Day One of our workshop seems to have gone as well as we could have expected. There weren’t too many surprises in terms of who was in attendance or the perspectives they might bring. Our participants are faculty and administrators from Can Tho University as well as community colleges in the Mekong Delta, and someone who works in what might be similar to agricultural extension, except that his organization is an agricultural (mostly rice) research and development group separate from the university. Other than those working in the English Department or Center for Foreign Languages, most participants speak no or limited English. We have a team of three very talented and considerate interpreters (one of whom got her master’s in English from Boston College – Go Eagles!). We’re all still adjusting to one another – with good humor and patience.

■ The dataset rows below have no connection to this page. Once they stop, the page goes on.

//! # Aeromap Library
//!
//! Mission-triggered aerial image capture and orthophoto mapping for
//! MAVLink drones.
//!
//! This library watches flight-controller telemetry during an autonomous
//! mission, fires a camera each time the aircraft enters AUTO mode, stores
//! the resulting images locally, pushes them to a ground-station file
//! service, and hands the image set to a containerized orthophoto
//! reconstruction tool.

pub mod camera;
pub mod config;
pub mod error;
pub mod gcs;
pub mod mapping;
pub mod session;
pub mod telemetry;
pub mod trigger;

It is interesting to try to keep up with work and life back home while teaching here. The time difference continues to boggle my thinking – being a half-day “ahead” feels very strange; I’m used to thinking of my time zone as a half-day behind, if anything. So our Wednesday noon in Can Tho is Tuesday midnight in Michigan. John is keeping up with his online course as best he can with our more limited internet access (when did we get so dependent on high-speed access, and how do our students who are not on high-speed keep up?). I’m grateful to HALE doc student Jen Hodges and colleague Pat Enos for taking my classes on Thursday.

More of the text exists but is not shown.